Op-Ed: Six European countries left without Russian natural gas

Posted Jan 17, 2015 by Ken Hanly
Russian president Vladimir Putin has ordered Gazprom to cut supplies to and through the Ukraine by 60 percent. He accuses the Ukraine of siphoning off supplies for Europe and stealing Russian gas.
A pressure gauge on a gas pipeline on the outskirts of Kiev  on March 4  2014
A pressure gauge on a gas pipeline on the outskirts of Kiev, on March 4, 2014
Andrey Sinitsin, AFP/File
Russia claims that due to "transit risks for European consumers in the territory of the Ukraine" the supply cuts had to be made. As a result of the move Gazprom gas supplies to Europe plunged by 60 percent. Ukraine confirmed that Russia had shut off the gas supply. A total of six countries reported a complete shut off of Russian supplied gas.
Bulgaria, Greece, Macedonia, Romania, and Turkey all reported there had been a stop to gas shipments from Russia coming through the Ukraine. Croatia said that it had to reduce supplies to industrial customers. Bulgaria claimed that it was in a crisis situation and had gas for only a few days. The EU immediately issued a statement condemning the cut off: 'Without prior warning and in clear contradiction with the reassurances given by the highest Russian and Ukrainian authorities to the European Union, gas supplies to some EU member states have been substantially cut.' The statement went on to demand that the gas supplies be restored immediately and that Russia and the Ukraine negotiate an end to their commercial dispute, which is the root cause of the situation.
The head of Gazprom, Alexey Miller, said that Russia plans to shift all natural gas flows now crossing the Ukraine to an alternative route through Turkey, a move confirmed by Russian Energy Minister Alexander Novak who claimed that the decision to do this had already been made.

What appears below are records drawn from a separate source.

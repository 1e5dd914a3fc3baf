//! Structured logging system using tracing crate
//!
//! ## Log Format Options
//!
//! Output format is controlled by the `LOG_FORMAT` environment variable:
//!
//! - `json` - Structured JSON format for log aggregation systems
//! - `pretty` - Human-readable format with colors and indentation
//! - `compact` - Terminal-friendly format with colors but minimal spacing
//!
//! ## Environment Variables
//!
//! - `LOG_LEVEL`: Log level (ERROR, WARN, INFO, DEBUG, TRACE) - defaults to INFO
//! - `LOG_FORMAT`: Output format (json, pretty, compact) - defaults to compact
//! - `RUST_LOG`: Override log filtering (follows env_logger format)

use std::env;
use tracing::Level;
use tracing_subscriber::{fmt, prelude::*, EnvFilter};

/// Log output format options
#[derive(Debug, Clone, Copy)]
pub enum LogFormat {
    /// JSON format for structured logging (machine-readable)
    Json,
    /// Pretty format with colors and indentation (human-readable)
    Pretty,
    /// Compact format with colors but minimal spacing (terminal-friendly)
    Compact,
}

impl LogFormat {
    /// Parse log format from string
    pub fn parse(s: &str) -> Self {
        match s.to_lowercase().as_str() {
            "json" => LogFormat::Json,
            "pretty" => LogFormat::Pretty,
            _ => LogFormat::Compact,
        }
    }
}

fn build_filter(level: Level) -> EnvFilter {
    let mut filter = EnvFilter::new(level.to_string())
        // Reduce noise from dependencies
        .add_directive("rumqttc=warn".parse().unwrap())
        .add_directive("hyper=warn".parse().unwrap())
        .add_directive("reqwest=warn".parse().unwrap())
        .add_directive("tokio=warn".parse().unwrap());

    // Allow RUST_LOG to override
    if let Ok(rust_log) = env::var("RUST_LOG") {
        filter = EnvFilter::new(rust_log);
    }

    filter
}

/// Initialize logging with manual configuration
pub fn init_logging(level: Level, format: LogFormat) {
    let subscriber = tracing_subscriber::registry().with(build_filter(level));

    match format {
        LogFormat::Json => {
            subscriber.with(fmt::layer().json()).init();
        }
        LogFormat::Pretty => {
            subscriber.with(fmt::layer().pretty().with_ansi(true)).init();
        }
        LogFormat::Compact => {
            let fmt_layer = fmt::layer()
                .compact()
                .with_ansi(true)
                .with_target(false);
            subscriber.with(fmt_layer).init();
        }
    }
}

/// Initialize logging from environment variables
pub fn init_default_logging() {
    init_logging(level_from_env(), format_from_env());
}

/// Initialize logging for the command line. `--debug` forces DEBUG level
/// over whatever the environment asks for.
pub fn init_cli_logging(debug: bool) {
    let level = if debug { Level::DEBUG } else { level_from_env() };
    init_logging(level, format_from_env());
}

fn level_from_env() -> Level {
    let log_level = env::var("LOG_LEVEL").unwrap_or_else(|_| "INFO".to_string());

    match log_level.to_uppercase().as_str() {
        "ERROR" => Level::ERROR,
        "WARN" => Level::WARN,
        "INFO" => Level::INFO,
        "DEBUG" => Level::DEBUG,
        "TRACE" => Level::TRACE,
        _ => Level::INFO,
    }
}

fn format_from_env() -> LogFormat {
    let format = env::var("LOG_FORMAT").unwrap_or_else(|_| "compact".to_string());
    LogFormat::parse(&format)
}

Maros Sefcovic of the European Commission said that the decision made no economic sense after talks with Russian and Gazprom officials in Moscow. He may be correct. Neither do western sanctions on Russia. They are a political move and no doubt the Russian move is also political rather than economic in nature. However, it may make economic sense as well since the risks of supplying to the EU through the Ukraine are surely significant given the conflicts between the Ukraine and Russia. Economic decisions must take into account the likely risks involved. EU objections already blocked an alternative route through Bulgaria suggested by Russia.
According to Miller of Gazprom, Russia will send 63 billion cubic meters of natural gas through a proposed link from Russia under the Black Sea to Turkey. About 40 percent of present Russian gas shipments to Europe pass through the Soviet area link via the Ukraine. Originally Russia planned a link through Bulgaria but dropped the plan after EU opposition. Bulgaria is now being made to suffer as no supplies at all from Russia enter the country. Russia supplies about 30 percent of EU natural gas.
Sefcovic noted that the Turkish route would not fit in with the EU's gas system. Gazprom's viewpoint appears to be that the EU will be the one to deal with that problem as it will simply deliver gas to the border of Greece and it will be up to the EU how gas is delivered from that point. Sefcovic notes that the system is set up to deliver through the Ukraine system.There are he said "very clear specified places of delivery" as set out in Gazprom's long term contracts with its EU customers.
Russia may be using its plans as a bargaining chip but the EU is itself planning an energy union to reduce dependence on Russian gas and hence it may make sense for Russia to itself reduce reliance on the Ukrainian transit system, especially given the political conflict with the Ukraine. Disputes about gas had disrupted supplies to EU twice already and as recently as last June. Gazprom has cut transit via the Ukraine from 137 billion cubic meters in 2004 to about 62 billion meters last year.